One day before primary, big poly article appears in Florida Republican country

Tampa Bay Times

The Tampa-Orlando axis is not a stronghold of alternative culture. This morning it's in the national news as being the home to nearly half of Florida's Republicans. But it has had an active poly social scene for many years, thanks in part to Shara Smith, Franklin Veaux, and others in and around their network.

Today, the day before the crucial Florida Republican primary, Smith forms the lead to a 1,300-word feature article in the Tampa Bay Times about polyamory and why it is not like Newt Gingrich.

The Tampa Bay Times is the region's largest newspaper and has influence beyond its size. It was named the St. Petersburg Times until one month ago, and under that name it long earned a reputation as one of the country's best newspapers.

Coming on the eve of the primary, with Gingrich plummeting in the Florida polls (especially among women), the article's timing is surely no coincidence. The paper is rubbing his nose in his mess, using the local poly movement with its emphasis on high ethics as a foil to make him look bad by comparison.

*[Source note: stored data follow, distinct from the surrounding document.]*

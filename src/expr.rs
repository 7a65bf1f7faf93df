//! Conditions for `IF`, `ELSE` and the `?` shorthand.
//!
//! The grammar is closed: substitution markers or bare names, decimal
//! numbers, single-quoted strings, `(x =~ /re/flags)` match tests, unary
//! `- ~ !`, arithmetic and bitwise `+ - * / % & | ^ << >>`, comparisons
//! `== != > >= < <=`, logic `and or xor && ||`, and parentheses. Anything
//! else is rejected at compile time. The result is a small AST that is
//! evaluated directly against the render-time variables.
//!
//! Match patterns use the `regex` crate dialect. It has no look-around and
//! no backreferences, so patterns using them fail to compile.

use std::cmp::Ordering;
use std::fmt;
use std::sync::LazyLock;

use regex::{Regex, RegexBuilder};

use crate::context::{Value, Vars};
use crate::error::{Error, Result};
use crate::format::Placeholder;
use crate::syntax::Syntax;

static NUMBER: LazyLock<Regex> =
    LazyLock::new(|| Regex::new(r"^(?:\d*?\.\d+|\d+\.?)").expect("valid number pattern"));
static STRING: LazyLock<Regex> =
    LazyLock::new(|| Regex::new(r"^'((?:[^'\\]|\\.)*)'").expect("valid string pattern"));
static IDENT: LazyLock<Regex> =
    LazyLock::new(|| Regex::new(r"^#?[A-Za-z_][A-Za-z0-9_]*").expect("valid name pattern"));
static MATCH_TAIL: LazyLock<Regex> = LazyLock::new(|| {
    Regex::new(r"^\s*=~\s*/((?:[^/\\]|\\.)+)/([imsx]*)\s*\)").expect("valid match pattern")
});

#[derive(Debug, Clone, Copy, PartialEq, Eq)]
pub enum UnaryOp {
    Neg,
    BitNot,
    Not,
}

#[derive(Debug, Clone, Copy, PartialEq, Eq)]
pub enum BinOp {
    Add,
    Sub,
    Mul,
    Div,
    Rem,
    BitAnd,
    BitOr,
    BitXor,
    Shl,
    Shr,
    Eq,
    Ne,
    Lt,
    Le,
    Gt,
    Ge,
    And,
    Or,
    Xor,
}

/// Binary operator levels, loosest first.
const LEVELS: &[&[BinOp]] = &[
    &[BinOp::Or, BinOp::Xor],
    &[BinOp::And],
    &[BinOp::Eq, BinOp::Ne],
    &[BinOp::Lt, BinOp::Le, BinOp::Gt, BinOp::Ge],
    &[BinOp::BitOr, BinOp::BitXor],
    &[BinOp::BitAnd],
    &[BinOp::Shl, BinOp::Shr],
    &[BinOp::Add, BinOp::Sub],
    &[BinOp::Mul, BinOp::Div, BinOp::Rem],
];

#[derive(Debug, Clone)]
pub enum Expr {
    Literal(Value),
    /// Bare name or plain `{name}` marker.
    Var(String),
    /// Marker with arithmetic or formatting, evaluated to its rendered text.
    Marker(Placeholder),
    Match {
        operand: Box<Expr>,
        regex: Regex,
    },
    Unary(UnaryOp, Box<Expr>),
    Binary(Box<Expr>, BinOp, Box<Expr>),
}

#[derive(Debug, Clone)]
enum Token {
    Operand(Expr),
    Op(&'static str),
    LParen,
    RParen,
}

/// A validated condition, ready to evaluate.
#[derive(Debug, Clone)]
pub struct Condition {
    source: String,
    expr: Expr,
}

impl Condition {
    pub fn compile(raw: &str, syntax: &Syntax) -> Result<Self> {
        let tokens = tokenize(raw, syntax)?;
        let mut parser = ExprParser {
            raw,
            tokens,
            pos: 0,
        };
        let expr = parser.parse_level(0)?;
        if let Some(tok) = parser.tokens.get(parser.pos) {
            return Err(invalid(raw, format!("unexpected {tok:?}")));
        }
        tracing::trace!(condition = raw, "compiled condition");
        Ok(Self {
            source: raw.to_string(),
            expr,
        })
    }

    pub fn source(&self) -> &str {
        &self.source
    }

    pub fn expr(&self) -> &Expr {
        &self.expr
    }

    pub fn eval(&self, vars: &dyn Vars) -> Value {
        eval(&self.expr, vars)
    }

    pub fn is_true(&self, vars: &dyn Vars) -> bool {
        self.eval(vars).is_truthy()
    }
}

impl fmt::Display for Condition {
    fn fmt(&self, f: &mut fmt::Formatter<'_>) -> fmt::Result {
        f.write_str(&self.source)
    }
}

fn invalid(raw: &str, reason: impl Into<String>) -> Error {
    Error::InvalidExpression {
        expr: raw.to_string(),
        reason: reason.into(),
    }
}

/// Operators, longest spelling first.
const OPERATORS: &[&str] = &[
    "<<", ">>", "==", "!=", ">=", "<=", "&&", "||", "+", "-", "*", "/", "%", "&", "|", "^", "~",
    "!", "<", ">",
];

fn tokenize(raw: &str, syntax: &Syntax) -> Result<Vec<Token>> {
    let mut tokens = Vec::new();
    let mut rest = raw;

    loop {
        rest = rest.trim_start();
        if rest.is_empty() {
            break;
        }

        if rest.starts_with('(') {
            if let Some((token, len)) = match_test(&rest[1..], raw, syntax)? {
                tokens.push(token);
                rest = &rest[1 + len..];
                continue;
            }
            tokens.push(Token::LParen);
            rest = &rest[1..];
            continue;
        }
        if rest.starts_with(')') {
            tokens.push(Token::RParen);
            rest = &rest[1..];
            continue;
        }

        if let Some((token, len)) = operand(rest, syntax) {
            tokens.push(token);
            rest = &rest[len..];
            continue;
        }

        if let Some(op) = OPERATORS.iter().find(|op| rest.starts_with(**op)) {
            tokens.push(Token::Op(*op));
            rest = &rest[op.len()..];
            continue;
        }

        return Err(invalid(raw, format!("unsupported syntax at `{rest}`")));
    }

    Ok(tokens)
}

/// Marker, number, string, name or keyword operator at the start of `rest`.
fn operand(rest: &str, syntax: &Syntax) -> Option<(Token, usize)> {
    if let Some(caps) = syntax.replace_anchored().captures(rest) {
        let len = caps[0].len();
        let placeholder = Placeholder::from_captures(&caps);
        let expr = if placeholder.is_plain() {
            Expr::Var(placeholder.name)
        } else {
            Expr::Marker(placeholder)
        };
        return Some((Token::Operand(expr), len));
    }
    if let Some(m) = NUMBER.find(rest) {
        let literal = match m.as_str().parse::<i64>() {
            Ok(n) => Value::Integer(n),
            Err(_) => Value::Number(m.as_str().parse::<f64>().ok()?),
        };
        return Some((Token::Operand(Expr::Literal(literal)), m.end()));
    }
    if let Some(caps) = STRING.captures(rest) {
        let s = unescape(&caps[1]);
        return Some((Token::Operand(Expr::Literal(Value::String(s))), caps[0].len()));
    }
    if let Some(m) = IDENT.find(rest) {
        let token = match m.as_str() {
            "and" => Token::Op("and"),
            "or" => Token::Op("or"),
            "xor" => Token::Op("xor"),
            name => Token::Operand(Expr::Var(name.to_string())),
        };
        return Some((token, m.end()));
    }
    None
}

/// Tries `operand =~ /re/flags)` right after an opening parenthesis.
fn match_test(rest: &str, raw: &str, syntax: &Syntax) -> Result<Option<(Token, usize)>> {
    let lead = rest.len() - rest.trim_start().len();
    let (subject, len) = match operand(&rest[lead..], syntax) {
        Some((
            Token::Operand(
                expr @ (Expr::Var(_) | Expr::Marker(_) | Expr::Literal(Value::String(_))),
            ),
            len,
        )) => (expr, len),
        _ => return Ok(None),
    };
    let after = &rest[lead + len..];
    let Some(caps) = MATCH_TAIL.captures(after) else {
        return Ok(None);
    };

    let flags = &caps[2];
    let regex = RegexBuilder::new(&caps[1].replace("\\/", "/"))
        .case_insensitive(flags.contains('i'))
        .multi_line(flags.contains('m'))
        .dot_matches_new_line(flags.contains('s'))
        .ignore_whitespace(flags.contains('x'))
        .build()
        .map_err(|e| invalid(raw, e.to_string()))?;

    let expr = Expr::Match {
        operand: Box::new(subject),
        regex,
    };
    Ok(Some((Token::Operand(expr), lead + len + caps[0].len())))
}

fn unescape(s: &str) -> String {
    let mut out = String::with_capacity(s.len());
    let mut chars = s.chars();
    while let Some(c) = chars.next() {
        if c == '\\' {
            if let Some(next) = chars.next() {
                out.push(next);
            }
        } else {
            out.push(c);
        }
    }
    out
}

fn bin_op(op: &str) -> Option<BinOp> {
    Some(match op {
        "+" => BinOp::Add,
        "-" => BinOp::Sub,
        "*" => BinOp::Mul,
        "/" => BinOp::Div,
        "%" => BinOp::Rem,
        "&" => BinOp::BitAnd,
        "|" => BinOp::BitOr,
        "^" => BinOp::BitXor,
        "<<" => BinOp::Shl,
        ">>" => BinOp::Shr,
        "==" => BinOp::Eq,
        "!=" => BinOp::Ne,
        "<" => BinOp::Lt,
        "<=" => BinOp::Le,
        ">" => BinOp::Gt,
        ">=" => BinOp::Ge,
        "and" | "&&" => BinOp::And,
        "or" | "||" => BinOp::Or,
        "xor" => BinOp::Xor,
        _ => return None,
    })
}

struct ExprParser<'a> {
    raw: &'a str,
    tokens: Vec<Token>,
    pos: usize,
}

impl ExprParser<'_> {
    fn peek(&self) -> Option<&Token> {
        self.tokens.get(self.pos)
    }

    fn consume(&mut self) -> Option<Token> {
        let tok = self.tokens.get(self.pos).cloned();
        if tok.is_some() {
            self.pos += 1;
        }
        tok
    }

    fn parse_level(&mut self, level: usize) -> Result<Expr> {
        if level == LEVELS.len() {
            return self.parse_unary();
        }
        let mut lhs = self.parse_level(level + 1)?;
        loop {
            let op = match self.peek() {
                Some(Token::Op(op)) => match bin_op(op) {
                    Some(op) if LEVELS[level].contains(&op) => op,
                    _ => break,
                },
                _ => break,
            };
            self.consume();
            let rhs = self.parse_level(level + 1)?;
            lhs = Expr::Binary(Box::new(lhs), op, Box::new(rhs));
        }
        Ok(lhs)
    }

    fn parse_unary(&mut self) -> Result<Expr> {
        let op = match self.peek() {
            Some(Token::Op("-")) => UnaryOp::Neg,
            Some(Token::Op("~")) => UnaryOp::BitNot,
            Some(Token::Op("!")) => UnaryOp::Not,
            _ => return self.parse_primary(),
        };
        self.consume();
        let operand = self.parse_unary()?;
        Ok(Expr::Unary(op, Box::new(operand)))
    }

    fn parse_primary(&mut self) -> Result<Expr> {
        match self.consume() {
            Some(Token::LParen) => {
                let expr = self.parse_level(0)?;
                match self.consume() {
                    Some(Token::RParen) => Ok(expr),
                    _ => Err(invalid(self.raw, "unbalanced parentheses")),
                }
            }
            Some(Token::Operand(expr)) => Ok(expr),
            Some(tok) => Err(invalid(self.raw, format!("unexpected {tok:?}"))),
            None => Err(invalid(self.raw, "unexpected end of expression")),
        }
    }
}

pub fn eval(expr: &Expr, vars: &dyn Vars) -> Value {
    match expr {
        Expr::Literal(value) => value.clone(),
        Expr::Var(name) => vars
            .var(name)
            .cloned()
            .unwrap_or_else(|| Value::String(String::new())),
        Expr::Marker(placeholder) => Value::String(placeholder.render(vars)),
        Expr::Match { operand, regex } => {
            let subject = eval(operand, vars).to_text();
            Value::from(regex.is_match(&subject))
        }
        Expr::Unary(op, operand) => {
            let value = eval(operand, vars);
            match op {
                UnaryOp::Neg => Value::Number(-number(&value)),
                UnaryOp::BitNot => Value::Integer(!integer(&value)),
                UnaryOp::Not => Value::from(!value.is_truthy()),
            }
        }
        Expr::Binary(lhs, op, rhs) => {
            let l = eval(lhs, vars);
            match op {
                BinOp::And if !l.is_truthy() => return Value::from(false),
                BinOp::Or if l.is_truthy() => return Value::from(true),
                _ => {}
            }
            let r = eval(rhs, vars);
            binary(&l, *op, &r)
        }
    }
}

fn number(value: &Value) -> f64 {
    value.as_number().unwrap_or(0.0)
}

fn integer(value: &Value) -> i64 {
    match value {
        Value::Integer(n) => *n,
        other => number(other).trunc() as i64,
    }
}

fn compare(l: &Value, r: &Value) -> Option<Ordering> {
    if let (Value::Integer(a), Value::Integer(b)) = (l, r) {
        return Some(a.cmp(b));
    }
    match (l.as_number(), r.as_number()) {
        (Some(a), Some(b)) => a.partial_cmp(&b),
        _ => Some(l.to_text().cmp(&r.to_text())),
    }
}

fn binary(l: &Value, op: BinOp, r: &Value) -> Value {
    use crate::format::ArithOp;

    let arith = |op: ArithOp| Value::Number(op.apply(number(l), number(r)));
    let bits = |f: fn(i64, i64) -> i64| Value::Integer(f(integer(l), integer(r)));

    match op {
        BinOp::Add => match (l.as_number(), r.as_number()) {
            (Some(a), Some(b)) => Value::Number(a + b),
            _ => Value::String(l.to_text() + &r.to_text()),
        },
        BinOp::Sub => arith(ArithOp::Sub),
        BinOp::Mul => arith(ArithOp::Mul),
        BinOp::Div => arith(ArithOp::Div),
        BinOp::Rem => arith(ArithOp::Rem),
        BinOp::BitAnd => bits(|a, b| a & b),
        BinOp::BitOr => bits(|a, b| a | b),
        BinOp::BitXor => bits(|a, b| a ^ b),
        BinOp::Shl => bits(|a, b| {
            u32::try_from(b)
                .ok()
                .and_then(|b| a.checked_shl(b))
                .unwrap_or(0)
        }),
        BinOp::Shr => bits(|a, b| {
            u32::try_from(b)
                .ok()
                .and_then(|b| a.checked_shr(b))
                .unwrap_or(0)
        }),
        BinOp::Eq => Value::from(compare(l, r) == Some(Ordering::Equal)),
        BinOp::Ne => Value::from(compare(l, r) != Some(Ordering::Equal)),
        BinOp::Lt => Value::from(compare(l, r) == Some(Ordering::Less)),
        BinOp::Le => Value::from(matches!(
            compare(l, r),
            Some(Ordering::Less | Ordering::Equal)
        )),
        BinOp::Gt => Value::from(compare(l, r) == Some(Ordering::Greater)),
        BinOp::Ge => Value::from(matches!(
            compare(l, r),
            Some(Ordering::Greater | Ordering::Equal)
        )),
        BinOp::And => Value::from(l.is_truthy() && r.is_truthy()),
        BinOp::Or => Value::from(l.is_truthy() || r.is_truthy()),
        BinOp::Xor => Value::from(l.is_truthy() != r.is_truthy()),
    }
}
//! Form-state synchronization for text rendered inside `EMBED` blocks.
//!
//! `<input>`, `<textarea>` and `<option>` elements are rewritten so their
//! value, `checked` or `selected` state reflects the variable named by the
//! element's `id` (or `name`). The one piece of state carried between text
//! chunks is the name of the `<select>` currently open.

use std::ops::Range;
use std::sync::LazyLock;

use regex::{Captures, Regex, RegexBuilder};

use crate::context::{Value, Vars};

/// One character of an opening tag, quoted attribute values taken whole.
const TAG_CHAR: &str = r#"(?:[^"'>]|"[^"]*"|'[^']*')"#;

static FORM_ELEMENT: LazyLock<Regex> = LazyLock::new(|| {
    RegexBuilder::new(&format!(
        r"<(?:input|/?select)\b{TAG_CHAR}*>|<option\b{TAG_CHAR}*>.*?(?:</option>|[\r\n])|<textarea\b{TAG_CHAR}*>.*?</textarea>"
    ))
    .case_insensitive(true)
    .dot_matches_new_line(true)
    .build()
    .expect("valid form element pattern")
});
static OPEN_TAG: LazyLock<Regex> =
    LazyLock::new(|| Regex::new(&format!("^<{TAG_CHAR}*>")).expect("valid open tag pattern"));
static ELEMENT_NAME: LazyLock<Regex> =
    LazyLock::new(|| Regex::new(r"^<(/?[A-Za-z]+)").expect("valid element name pattern"));
static ATTRIBUTE: LazyLock<Regex> = LazyLock::new(|| {
    Regex::new(r#"\s([A-Za-z_:][-A-Za-z0-9_:.]*)(?:\s*=\s*(?:"([^"]*)"|'([^']*)'|([^\s"'=<>`/]+)))?"#)
        .expect("valid attribute pattern")
});

const TEXTAREA_CLOSE: usize = "</textarea>".len();
const OPTION_CLOSE: &str = "</option>";

/// Render-time form state; one per render call.
#[derive(Debug, Default)]
pub struct FormState {
    select: Option<String>,
}

impl FormState {
    pub fn new() -> Self {
        Self::default()
    }

    /// Name of the `<select>` whose options are being synchronized.
    pub fn open_select(&self) -> Option<&str> {
        self.select.as_deref()
    }

    /// Rewrites every form element in `text`. `verbose` spells boolean
    /// attributes out as `checked="checked"`.
    pub fn embed(&mut self, text: &str, vars: &dyn Vars, verbose: bool) -> String {
        FORM_ELEMENT
            .replace_all(text, |caps: &Captures<'_>| self.element(&caps[0], vars, verbose))
            .into_owned()
    }

    fn element(&mut self, element: &str, vars: &dyn Vars, verbose: bool) -> String {
        let open = open_tag(element);
        let name = ELEMENT_NAME
            .captures(open)
            .map(|caps| caps[1].to_ascii_lowercase())
            .unwrap_or_default();

        match name.as_str() {
            "input" => input(element, vars, verbose),
            "textarea" => textarea(element, vars),
            "select" => {
                if self.select.is_none() {
                    if let Some(id) = element_id(open) {
                        let id = id.strip_suffix("[]").unwrap_or(id);
                        self.select = Some(id.to_string());
                    }
                }
                element.to_string()
            }
            "/select" => {
                self.select = None;
                element.to_string()
            }
            "option" => match &self.select {
                Some(select) => option(element, select, vars, verbose),
                None => element.to_string(),
            },
            _ => element.to_string(),
        }
    }
}

fn input(element: &str, vars: &dyn Vars, verbose: bool) -> String {
    let open = open_tag(element);
    let Some(value) = element_id(open).and_then(|id| lookup(vars, id)) else {
        return element.to_string();
    };

    let kind = attribute_value(open, "type").unwrap_or("text");
    if kind.eq_ignore_ascii_case("radio") || kind.eq_ignore_ascii_case("checkbox") {
        let own = attribute_value(open, "value").unwrap_or("");
        if selects(value, own) {
            set_attribute(element, "checked", verbose.then_some("checked"))
        } else {
            remove_attribute(element, "checked")
        }
    } else {
        set_attribute(element, "value", Some(&value.to_text()))
    }
}

fn textarea(element: &str, vars: &dyn Vars) -> String {
    let open = open_tag(element);
    let Some(value) = element_id(open).and_then(|id| lookup(vars, id)) else {
        return element.to_string();
    };
    let close = &element[element.len() - TEXTAREA_CLOSE..];
    format!("{open}{}{close}", value.to_text())
}

fn option(element: &str, select: &str, vars: &dyn Vars, verbose: bool) -> String {
    let Some(current) = lookup(vars, select).filter(|v| v.is_truthy()) else {
        return element.to_string();
    };
    let open = open_tag(element);
    let own = match attribute_value(open, "value") {
        Some(value) if !value.is_empty() => value,
        _ => option_text(&element[open.len()..]),
    };

    if selects(current, own) {
        set_attribute(element, "selected", verbose.then_some("selected"))
    } else {
        remove_attribute(element, "selected")
    }
}

/// Label of an `<option>` without its closing tag or line break.
fn option_text(rest: &str) -> &str {
    let cut = rest.len().saturating_sub(OPTION_CLOSE.len());
    match rest.get(cut..) {
        Some(tail) if tail.eq_ignore_ascii_case(OPTION_CLOSE) => &rest[..cut],
        _ => rest.trim_end_matches(['\r', '\n']),
    }
}

/// Lists select by membership, scalars by equality of their text.
fn selects(value: &Value, candidate: &str) -> bool {
    match value {
        Value::List(items) => items.iter().any(|item| item.to_text() == candidate),
        other => other.to_text() == candidate,
    }
}

/// Variable for a control name, trying `opts[]` as `opts` too.
fn lookup<'v>(vars: &'v dyn Vars, id: &str) -> Option<&'v Value> {
    vars.var(id)
        .or_else(|| id.strip_suffix("[]").and_then(|name| vars.var(name)))
}

fn open_tag(element: &str) -> &str {
    OPEN_TAG.find(element).map_or(element, |m| m.as_str())
}

fn element_id(open: &str) -> Option<&str> {
    attribute_value(open, "id")
        .filter(|id| !id.is_empty())
        .or_else(|| attribute_value(open, "name").filter(|name| !name.is_empty()))
}

struct Attribute<'t> {
    /// Includes the whitespace before the name.
    span: Range<usize>,
    value: Option<&'t str>,
}

fn find_attribute<'t>(open: &'t str, name: &str) -> Option<Attribute<'t>> {
    ATTRIBUTE.captures_iter(open).find_map(|caps| {
        if !caps[1].eq_ignore_ascii_case(name) {
            return None;
        }
        let whole = caps.get(0)?;
        let value = caps
            .get(2)
            .or_else(|| caps.get(3))
            .or_else(|| caps.get(4))
            .map(|m| m.as_str());
        Some(Attribute {
            span: whole.range(),
            value,
        })
    })
}

/// Bare attributes read as the empty string.
fn attribute_value<'t>(open: &'t str, name: &str) -> Option<&'t str> {
    find_attribute(open, name).map(|attr| attr.value.unwrap_or(""))
}

/// Replaces `name` in the opening tag, or adds it before `>` / `/>`.
fn set_attribute(element: &str, name: &str, value: Option<&str>) -> String {
    let open = open_tag(element);
    let text = match value {
        Some(value) => format!(" {name}=\"{}\"", value.replace('"', "&quot;")),
        None => format!(" {name}"),
    };
    let span = match find_attribute(open, name) {
        Some(attr) => attr.span,
        None => {
            let at = insertion_point(open);
            at..at
        }
    };
    let mut out = String::with_capacity(element.len() + text.len());
    out.push_str(&element[..span.start]);
    out.push_str(&text);
    out.push_str(&element[span.end..]);
    out
}

fn remove_attribute(element: &str, name: &str) -> String {
    match find_attribute(open_tag(element), name) {
        Some(attr) => format!("{}{}", &element[..attr.span.start], &element[attr.span.end..]),
        None => element.to_string(),
    }
}

fn insertion_point(open: &str) -> usize {
    let inner = &open[..open.len().saturating_sub(1)];
    match inner.trim_end().strip_suffix('/') {
        Some(before_slash) => before_slash.trim_end().len(),
        None => inner.len(),
    }
}

#[cfg(test)]
mod tests {
    use super::*;
    use crate::context::Context;

    fn embed(text: &str, ctx: &Context, verbose: bool) -> String {
        FormState::new().embed(text, ctx, verbose)
    }

    #[test]
    fn checkbox_follows_value() {
        let tag = r#"<input id="flag" type="checkbox" value="1">"#;
        let mut ctx = Context::new();
        ctx.set("flag", "1");
        assert_eq!(
            embed(tag, &ctx, true),
            r#"<input id="flag" type="checkbox" value="1" checked="checked">"#
        );
        assert_eq!(
            embed(tag, &ctx, false),
            r#"<input id="flag" type="checkbox" value="1" checked>"#
        );

        ctx.set("flag", "0");
        assert_eq!(embed(tag, &ctx, true), tag);
        assert_eq!(
            embed(r#"<input id="flag" type="checkbox" value="1" checked>"#, &ctx, true),
            tag
        );
    }

    #[test]
    fn radio_group_by_name() {
        let mut ctx = Context::new();
        ctx.set("size", "m");
        let html = "<input type=radio name=size value=s checked />\n<input type=radio name=size value=m />";
        assert_eq!(
            embed(html, &ctx, true),
            "<input type=radio name=size value=s />\n<input type=radio name=size value=m checked=\"checked\" />"
        );
    }

    #[test]
    fn text_input_value_is_replaced_or_added() {
        let mut ctx = Context::new();
        ctx.set("title", "new");
        assert_eq!(
            embed(r#"<input type="text" name="title" value="old" />"#, &ctx, true),
            r#"<input type="text" name="title" value="new" />"#
        );
        assert_eq!(
            embed(r#"<INPUT name='title'>"#, &ctx, false),
            r#"<INPUT name='title' value="new">"#
        );
    }

    #[test]
    fn unknown_controls_are_untouched() {
        let html = r#"<input name="other" value="x"><textarea id="t">keep</textarea>"#;
        assert_eq!(embed(html, &Context::new(), true), html);
    }

    #[test]
    fn textarea_body_is_replaced() {
        let mut ctx = Context::new();
        ctx.set("note", "hello");
        assert_eq!(
            embed("<textarea id=\"note\" rows=\"3\">old\ntext</textarea>", &ctx, true),
            "<textarea id=\"note\" rows=\"3\">hello</textarea>"
        );
    }

    #[test]
    fn select_state_spans_calls() {
        let mut ctx = Context::new();
        ctx.set("color", "green");
        let mut form = FormState::new();

        let head = form.embed("<select name=\"color\">\n", &ctx, false);
        assert_eq!(head, "<select name=\"color\">\n");
        assert_eq!(form.open_select(), Some("color"));

        let options = form.embed(
            "<option value=\"red\" selected>Red</option>\n<option>green\n",
            &ctx,
            false,
        );
        assert_eq!(
            options,
            "<option value=\"red\">Red</option>\n<option selected>green\n"
        );

        form.embed("</select>", &ctx, false);
        assert_eq!(form.open_select(), None);
        assert_eq!(
            form.embed("<option>green</option>", &ctx, false),
            "<option>green</option>"
        );
    }

    #[test]
    fn multi_select_uses_membership() {
        let mut ctx = Context::new();
        ctx.set("tags", vec!["a", "c"]);
        let html = "<select name=\"tags[]\" multiple><option value=\"a\">A</option><option value=\"b\">B</option><option value=\"c\">C</option></select>";
        assert_eq!(
            embed(html, &ctx, true),
            "<select name=\"tags[]\" multiple><option value=\"a\" selected=\"selected\">A</option><option value=\"b\">B</option><option value=\"c\" selected=\"selected\">C</option></select>"
        );
    }
}
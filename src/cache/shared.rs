// Shared cache backend.
// Talks to an external key-value service over HTTP so several processes can
// share one response cache. Values are JSON text; expiry is handled by the
// service's native TTL.

use std::time::Duration;

use reqwest::{Client, StatusCode};

use crate::error::Result;

/// Connect timeout for the external store. Kept short so a dead store fails
/// the construction-time probe quickly instead of stalling startup.
const CONNECT_TIMEOUT: Duration = Duration::from_secs(2);
/// Per-request timeout for reads and writes.
const REQUEST_TIMEOUT: Duration = Duration::from_secs(5);

/// Client for the external shared key-value store.
///
/// Keys live under `http://{host}:{port}/{namespace}/{key}`; a `GET` on
/// `/ping` answers liveness probes.
#[derive(Debug)]
pub struct SharedStore {
    http: Client,
    base_url: String,
    namespace: String,
}

impl SharedStore {
    pub fn new(host: &str, port: u16, namespace: &str) -> Result<Self> {
        let http = Client::builder()
            .connect_timeout(CONNECT_TIMEOUT)
            .timeout(REQUEST_TIMEOUT)
            .build()?;

        Ok(Self {
            http,
            base_url: format!("http://{}:{}", host, port),
            namespace: namespace.to_string(),
        })
    }

    fn key_url(&self, key: &str) -> String {
        format!("{}/{}/{}", self.base_url, self.namespace, key)
    }

    /// Liveness probe. Run once at manager construction.
    pub async fn ping(&self) -> Result<()> {
        self.http
            .get(format!("{}/ping", self.base_url))
            .send()
            .await?
            .error_for_status()?;
        Ok(())
    }

    /// Fetch the value for `key`, or `None` if the store has no live entry.
    pub async fn get(&self, key: &str) -> Result<Option<String>> {
        let response = self.http.get(self.key_url(key)).send().await?;
        if response.status() == StatusCode::NOT_FOUND {
            return Ok(None);
        }
        let response = response.error_for_status()?;
        Ok(Some(response.text().await?))
    }

    /// Store `value` under `key` with the store's native expiry.
    pub async fn set(&self, key: &str, value: &str, ttl: Duration) -> Result<()> {
        self.http
            .put(self.key_url(key))
            .query(&[("ttl", ttl.as_secs())])
            .body(value.to_string())
            .send()
            .await?
            .error_for_status()?;
        Ok(())
    }

    /// Remove `key`. The store treats absent keys as a no-op.
    pub async fn delete(&self, key: &str) -> Result<()> {
        self.http
            .delete(self.key_url(key))
            .send()
            .await?
            .error_for_status()?;
        Ok(())
    }
}

#[cfg(test)]
mod tests {
    use super::*;

    #[test]
    fn test_key_url_includes_namespace() {
        let store = SharedStore::new("cache.internal", 6380, "hubgate").unwrap();

        assert_eq!(
            store.key_url("get_user:octocat"),
            "http://cache.internal:6380/hubgate/get_user:octocat"
        );
    }

    #[tokio::test]
    async fn test_ping_fails_fast_when_unreachable() {
        // Port 1 on loopback: nothing listens there, connect is refused.
        let store = SharedStore::new("127.0.0.1", 1, "hubgate").unwrap();

        assert!(store.ping().await.is_err());
    }
}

I think this is the first time we've ever been used as a political football in a good way for us. (Usually we're used as a warning of the chaos supposedly looming beyond gay marriage.)

Still, I was rooting for anybody to take down the insufferable Mitt Romney. I'm from Massachusetts where Romney used to be governor; 'nuff said.


Polyamorists Say They're Not Like Newt

By Leonora LaPeter Anton

Shara Smith has three boyfriends, two in Tampa, one in Portland. Her Portland boyfriend has half a dozen "partners," including Shara. Her Tampa boyfriends are dating not only her but each others' wives.

It's complicated, to be sure. But Smith, 35, believes that some people, like herself, are not meant to be monogamous. They are polyamorous, meaning they have more than one long-term relationship going on at once.

Recently, Newt Gingrich found himself in national headlines that suggested the GOP presidential hopeful was an unlikely member of this group after his ex-wife, Marianne, alleged he had once asked her for an open marriage.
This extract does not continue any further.